Домыслы все, соблазнительные домыслы. Остановись, дьякон, изломай перо, сокруши, остановись вовремя, ибо все мы, хоть слово написавшие, глядим не в Наполеоны, а что хуже – в пророки, и заносит нас ради красного словца. Мало нам описать, так тянет еще и турусы на колесах городить, так и везет волоком предсказать, как бы мимоходом. Остановись вовремя, излукавившийся мифотворец, не предсказывай, чтобы не гореть тебе за словесную ворожбу…
…Напрасно я так на дьякона, даже и неудобно. И вопрос: а к чему же все-таки легенда-то вспомнилась? Да так вспомнилась, что проснулось проклятье мое московское, московская аллергия – писательский зуд, издохший было в условиях пресной, как горные озера, идиллии. И я, очинив карандашик перочинным ножиком, раскрыл чистую тетрадь величиной в четверть стола. Тетрадь и карандашик – оттого, что компьютеры здесь, к вашему сведению, не в моде, а в моде пастораль и сусальная первобытность. Свежий воздух, горные ручьи, коровки, козочки, овечки и овечий сыр, домашние благозвучно квохчущие птички, кофе полулитровыми кружками, испеченные на заре хлебцы с хрустящей корочкой, открытый огонь в домах, бренчащие связки колокольчиков и запряженные санки зимой… И если меня застукают за компьютером (а здесь все покамест настежь, еще беды не чуют), то ославят извращенцем и террористом.
Так что легенда-то? Предание-то? Ах да! Юрий Алексеевич Мареев. Московский мой знакомец, неблизкий студенческий приятель
Он, не он? Поймать бы взгляд, а взгляда-то и нет, в глубокой тени голубые глаза. Или серые? Я совершенно этого не помню.

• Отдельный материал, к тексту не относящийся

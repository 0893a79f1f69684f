use axum::{
    http::StatusCode,
    response::{IntoResponse, Response},
    Json,
};
use thiserror::Error;

pub type Result<T> = std::result::Result<T, AppError>;

#[derive(Debug, Error)]
pub enum AppError {
    #[error("unknown city: {0}")]
    UnknownCity(String),

    #[error("unknown month: {0}")]
    UnknownMonth(String),

    /// Neither an explicit irradiance nor a full city/month selection.
    #[error("solar irradiance unavailable: give solar_irradiance or both city and month")]
    MissingIrradiance,

    #[error("failed to read config {path}: {source}")]
    ConfigIo {
        path: String,
        #[source]
        source: std::io::Error,
    },

    #[error("failed to parse config {path}: {source}")]
    ConfigParse {
        path: String,
        #[source]
        source: serde_json::Error,
    },
}

impl AppError {
    pub fn status_code(&self) -> StatusCode {
        match self {
            AppError::UnknownCity(_) | AppError::UnknownMonth(_) => StatusCode::BAD_REQUEST,
            AppError::MissingIrradiance => StatusCode::UNPROCESSABLE_ENTITY,
            AppError::ConfigIo { .. } | AppError::ConfigParse { .. } => {
                StatusCode::INTERNAL_SERVER_ERROR
            }
        }
    }
}

impl IntoResponse for AppError {
    fn into_response(self) -> Response {
        let status = self.status_code();
        if status.is_server_error() {
            tracing::error!("{}", self);
        }
        (status, Json(serde_json::json!({ "error": self.to_string() }))).into_response()
    }
}

#[cfg(test)]
mod tests {
    use super::*;

    #[test]
    fn selector_errors_are_client_errors() {
        assert_eq!(AppError::UnknownCity("x".into()).status_code(), StatusCode::BAD_REQUEST);
        assert_eq!(AppError::UnknownMonth("x".into()).status_code(), StatusCode::BAD_REQUEST);
        assert_eq!(
            AppError::MissingIrradiance.status_code(),
            StatusCode::UNPROCESSABLE_ENTITY
        );
    }

    #[test]
    fn message_names_the_offending_value() {
        assert_eq!(AppError::UnknownCity("Paris".into()).to_string(), "unknown city: Paris");
    }
}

Меня тогда в смятение ввергал его взгляд, и я опасался пробуждения смущающих меня в юности тайных, а теперь чрезвычайно популярных склонностей. Помню только, что девушки гадали о цвете его глаз, путали, шушукались, спорили и все искали – и очаровашки-глупышки романтические, и тверезые, умудренные и бессовестные мгимошные и журфаковские поблядушки- карьеристки – искали отроческого, небесного под ресницами. Этакой особой интересной сексуальности искали они, как я сейчас понимаю, и ничего более. Как, теперь признаюсь, и я тогда.
И все из-за Юркиных черных, небрежно-французисто примятых внемодных костюмчиков, чистеньких белых рубашек без галстука и особым образом, как-то так ловко под импорт разношенных, «скороходовских» башмаков. Из-за русой гривы, кое-как постриженной подо льва в дешевой парикмахерской, в подвальчике, в переулочке, название которого вспоминать не вспомнишь, а жаль.
И все из-за Юркиных провинциальных разговоров о том, что Москва не строилась, а плелась паутиной не без участия ведьмаков – стоит только взглянуть на карту города, как это становится очевидно. Потому якобы и притягивает так Москва, и цепляет раз и на всю жизнь. И где бы ты ни очутился, все равно барахтаешься в московской паутине, пыльной, роскошной, безалаберной, суетной, безмерно ползущей вширь и – хищной, сторожкой во имя уловления новых жертв.
Он, не он? Подойти, не подойти, если еще встретится? Если не он, не Юрий, то получится неприятно: знакомиться здесь так вот – по-простому – не принято, нарвешься на холодную отповедь сквозь зубы или на недоуменный идиотский взгляд травоядного и навсегда прослывешь невежей. Это вам не Москоу.
А если он, так что же? А бессмысленно. О чем говорить? Об отъявленном нашем студенчестве? По меньшей мере, странно будет. Не то место, не то время. Теперь не помнят, теперь мистифицируют, наводят порчу на чужака, бездарно шаманят, потрясая неплодными чреслами, и прогрызаются в… нет, подгрызают будущее шикарными имплантатами. У меня у самого шикарные имплантаты, какая уж тут к бесу студенческая юность!